Finally, the Court turns to Bradford's Monell claim against Defendant Wexford. Although § 1983 has been interpreted to bar respondeat superior liability, a defendant like Wexford can be held liable if it has a policy or practice that causes a constitutional violation. Monell v. Dept. of Soc. Servs. of City of N.Y., 436 U.S. 658, 691 (1978); Woodward v. Corr. Med. Servs. of Illinois, Inc., 368 F.3d 917, 927 (7th Cir. 2004) (observing Monell extends to private entities like Wexford). To establish his Monell claim, Bradford must ultimately prove that an (1) official Wexford policy, (2) a widespread custom or practice, or (3) an action by a Wexford official with policy-making authority was the "moving force behind his constitutional injury." Daniel v. Cook Cty., 833 F.3d 728, 734 (7th Cir. 2016); see also McCormick v. City of Chi., 230 F.3d 319, 324 (7th Cir. 2000). Here, Bradford pursues Monell liability under the first two theories. Bradford argues that Wexford's official dental policies are deliberately indifferent in that they fail to protect inmates like him who experience dental emergencies. Bradford also argues Wexford has at least two widespread practices that are deliberately indifferent to his (and other prisoners') serious dental needs. Before addressing each theory, the Court first turns to a threshold issue of whether it can consider an outside expert report offered by Bradford as evidence in support of his Monell claim.

A. Lippert Report

In responding to Wexford's motion for summary judgment, Bradford cites to a report created by court-appointed experts in another case, Lippert v. Godinez, 1:10-cv-04603. (See generally ECF No. 170, Ex. 4.) The Lippert report was created in December 2014—roughly the same time as the events giving rise to Bradford's claims—and reviews medical care provided at the Stateville Correctional Center as well as other Illinois Department of Corrections facilities. As Bradford points out in his response, the Lippert report undoubtedly offers support to his argument that the dental care he received was not an isolated event but rather part of a pattern of conduct. (Pl.'s Resp., ECF No. 169 at 7-10; see also ECF No. 170, Ex. 4 at 77-78.)

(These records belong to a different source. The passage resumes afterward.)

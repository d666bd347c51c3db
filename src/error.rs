//! Defines the app level error type and conversions to rendered HTML pages and alerts.
use axum::{
    http::StatusCode,
    response::{IntoResponse, Response},
};

use crate::{alert::Alert, internal_server_error::InternalServerError, not_found::NotFound};

/// The errors that may occur in the application.
///
/// The reward pipeline itself (points, enrichment, aggregation) never
/// produces errors; these cover dataset access and the upload endpoint.
#[derive(Debug, thiserror::Error, PartialEq)]
pub enum Error {
    /// The requested dataset is not in the catalog.
    #[error("the dataset \"{0}\" could not be found")]
    DatasetNotFound(String),

    /// The dataset file exists but could not be read.
    #[error("could not read the dataset: {0}")]
    DatasetRead(String),

    /// The dataset file could not be parsed as JSON or CSV records.
    #[error("could not parse the dataset: {0}")]
    DatasetParse(String),

    /// The dataset file could not be written to the data directory.
    #[error("could not save the dataset: {0}")]
    DatasetWrite(String),

    /// The multipart form could not be parsed as a list of dataset files.
    #[error("could not parse multipart form: {0}")]
    MultipartError(String),

    /// The uploaded file is not a JSON or CSV dataset.
    #[error("\"{0}\" is not a JSON or CSV dataset")]
    UnsupportedDataset(String),
}

impl IntoResponse for Error {
    fn into_response(self) -> Response {
        match self {
            Error::DatasetNotFound(name) => NotFound {
                description: &format!("The dataset \"{name}\" is not in the catalog."),
                fix: "Check the dataset name or upload it from the import page.",
            }
            .into_response(),
            Error::DatasetParse(details) => InternalServerError {
                description: "Could Not Parse Dataset",
                fix: &format!(
                    "The dataset file is not valid JSON or CSV. Fix the file and upload it \
                    again. Parser said: {details}"
                ),
            }
            .into_response(),
            // Any errors that are not handled above are not intended to be shown to the client.
            error => {
                tracing::error!("An unexpected error occurred: {}", error);
                InternalServerError::default().into_response()
            }
        }
    }
}

impl Error {
    /// Convert the error into an HTTP response with an HTML alert.
    pub fn into_alert_response(self) -> Response {
        let (status_code, alert) = match self {
            Error::DatasetNotFound(name) => (
                StatusCode::NOT_FOUND,
                Alert::error(
                    "Dataset not found",
                    format!("The dataset \"{name}\" is not in the catalog."),
                ),
            ),
            Error::DatasetParse(details) => (
                StatusCode::BAD_REQUEST,
                Alert::error(
                    "Could not parse the dataset",
                    format!("The file is not valid JSON or CSV: {details}"),
                ),
            ),
            Error::UnsupportedDataset(name) => (
                StatusCode::BAD_REQUEST,
                Alert::error(
                    "Unsupported file type",
                    format!("\"{name}\" is not a dataset. Upload a .json or .csv file."),
                ),
            ),
            Error::MultipartError(details) => (
                StatusCode::BAD_REQUEST,
                Alert::error("Could not read the upload", details),
            ),
            error => {
                tracing::error!("An unexpected error occurred: {}", error);
                (
                    StatusCode::INTERNAL_SERVER_ERROR,
                    Alert::error(
                        "Sorry, something went wrong",
                        "Try again later or check the server logs.",
                    ),
                )
            }
        };

        (status_code, alert.into_html()).into_response()
    }
}

#[cfg(test)]
mod tests {
    use axum::{http::StatusCode, response::IntoResponse};

    use super::Error;

    #[test]
    fn missing_dataset_renders_not_found_page() {
        let response = Error::DatasetNotFound("nope.json".to_owned()).into_response();

        assert_eq!(response.status(), StatusCode::NOT_FOUND);
    }

    #[test]
    fn unsupported_dataset_renders_bad_request_alert() {
        let response = Error::UnsupportedDataset("notes.txt".to_owned()).into_alert_response();

        assert_eq!(response.status(), StatusCode::BAD_REQUEST);
    }

    #[test]
    fn unexpected_errors_render_internal_server_error() {
        let response = Error::DatasetWrite("disk full".to_owned()).into_response();

        assert_eq!(response.status(), StatusCode::INTERNAL_SERVER_ERROR);
    }
}
//! Defines the view and route handler for the 404 page.
use axum::{
    http::StatusCode,
    response::{Html, IntoResponse, Response},
};

use crate::html::error_view;

pub struct NotFound<'a> {
    pub description: &'a str,
    pub fix: &'a str,
}

impl Default for NotFound<'_> {
    fn default() -> Self {
        Self {
            description: "The page you are looking for does not exist.",
            fix: "Check the address for typos or head back to the dashboard.",
        }
    }
}

impl NotFound<'_> {
    pub fn into_html(self) -> Html<String> {
        Html(error_view("Not Found", "404", self.description, self.fix).into_string())
    }
}

impl IntoResponse for NotFound<'_> {
    fn into_response(self) -> Response {
        (StatusCode::NOT_FOUND, self.into_html()).into_response()
    }
}

pub async fn get_404_not_found() -> Response {
    NotFound::default().into_response()
}
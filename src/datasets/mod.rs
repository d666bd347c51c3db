//! Dataset access for the dashboard.
//!
//! A dataset is a JSON or CSV file of raw transaction records. The
//! [TransactionSource] trait hides where datasets come from so the reward
//! pipeline and the route handlers can be tested without a filesystem.

mod file;
mod parse;

pub use file::{FileSource, is_plain_file_name};
pub use parse::{DatasetFormat, parse_csv_records, parse_dataset, parse_json_records};

use crate::{Error, transaction::RawTransaction};

/// Read access to named transaction datasets.
pub trait TransactionSource: Send + Sync {
    /// List the catalog of dataset names in sorted order.
    fn dataset_names(&self) -> Vec<String>;

    /// Fetch the raw records of the named dataset.
    ///
    /// # Errors
    /// Returns [Error::DatasetNotFound] when `dataset` is not in the catalog,
    /// [Error::DatasetRead] when the dataset cannot be read, or
    /// [Error::DatasetParse] when the file itself is malformed. Individual
    /// bad records inside a well-formed file are not errors; they are
    /// filtered later by enrichment.
    fn fetch_records(&self, dataset: &str) -> Result<Vec<RawTransaction>, Error>;
}
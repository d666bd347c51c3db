//! Dashboard module
//!
//! Provides the reward points overview page: an enriched transactions table,
//! monthly and total reward rollups, a shared filter bar, and URL-driven
//! sorting, filtering, and pagination.

mod data;
mod handlers;
mod query;
mod tables;
mod view;

pub use handlers::{
    DashboardState, get_dashboard_page, get_monthly_rewards_partial, get_total_rewards_partial,
    get_transactions_partial,
};
pub use query::{DashboardQuery, Tab};

pub(crate) use data::{filter_bar_transactions, load_transactions};
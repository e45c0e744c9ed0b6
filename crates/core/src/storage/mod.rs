pub mod encryption;
pub mod format;
pub mod manager;
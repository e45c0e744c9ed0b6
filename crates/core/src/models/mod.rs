pub mod account;
pub mod cash;
pub mod endpoint;
pub mod order;
pub mod position;
pub mod profile;
pub mod settings;
pub mod summary;
pub mod trail_stop;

However, Wexford moves to strike all references to the Lippert report, arguing that it constitutes inadmissible hearsay and thus cannot be considered in support of Bradford's opposition to summary judgment. (Wexford's Reply, ECF No. 176 at 1-2.) As Wexford points out, several district courts have declined to consider the Lippert report in support of Eighth Amendment claims. Boyce v. Wexford Health Sources, Inc., No. 15 C 7580, 2017 U.S. Dist. LEXIS 61655, at *13-16 (N.D. Ill. Apr. 24, 2017) (collecting cases and finding Lippert report to be inadmissible hearsay in ruling on summary judgment); Mathis v. Carter, No. 13 C 8024, 2017 U.S. Dist. LEXIS 1156, at *13-15 (N.D. Ill. Jan. 5, 2017) (finding Lippert report did not meet hearsay exception for public records and granting summary judgment); Diaz v. Chandler, No. 14 C 50047, 2016 U.S. Dist. LEXIS 35450, at *38-41 (N.D. Ill. Mar. 18, 2016) (declining to take judicial notice of Lippert report and granting motion to strike report in deciding summary judgment); Perez v. Wexford Health Sources, Inc., No. 17 C 8386, 2019 U.S. Dist. LEXIS 192347, at *22-24 (N.D. Ill. Nov. 6, 2019) (noting "courts have repeatedly held that the Lippert Report is inadmissible and may not be used to defeat summary judgment" and holding same); Thomas v. Studer, No. 16 C 8718, 2018 U.S. Dist. LEXIS 178788, at *14 n.1 (N.D. Ill. Oct. 17, 2018) (finding Lippert report inadmissible and granting summary judgment); Page v. Obaisi, 318 F. Supp. 3d 1094, 1097 n.2 (N.D. Ill. 2018) (noting "[f]or the purposes of summary judgment, the [Lippert] report is inadmissible hearsay"). Likewise, on at least one occasion, the Seventh Circuit has ruled the Lippert report constitutes inadmissible hearsay. See Wilson v. Wexford Health Sources, Inc., 932 F.3d 513, 522 (7th Cir. 2019) (affirming district court's decision to bar Lippert report from trial as inadmissible hearsay).

Bradford is not required to present evidence in an admissible form to escape summary judgment, but Bradford must be able to show that the Lippert report is "admissible in content," i.e., that he could present the contents of the report in some admissible form at trial. Winskunas v. Burnbaum, 23 F.3d 1264, 1267-68 (7th Cir. 1994); see also Celotex Corp. v. Catrett, 477 U.S. 317, 324 (1986); Fed. R. Civ. P. 56(c)(2). Bradford has failed to make such a showing. In opposing Wexford's motion, Bradford apparently asserts that he intends to use the report itself as evidence and acknowledges that its admissibility is an issue. (See ECF No. 169 at 4.) But Bradford fails to explain how the contents of the Lippert report are admissible, and in light of the decisions cited above, the Court cannot see how Bradford could make such a showing. As such, the Court disregards the Lippert report in considering Bradford's Monell claim.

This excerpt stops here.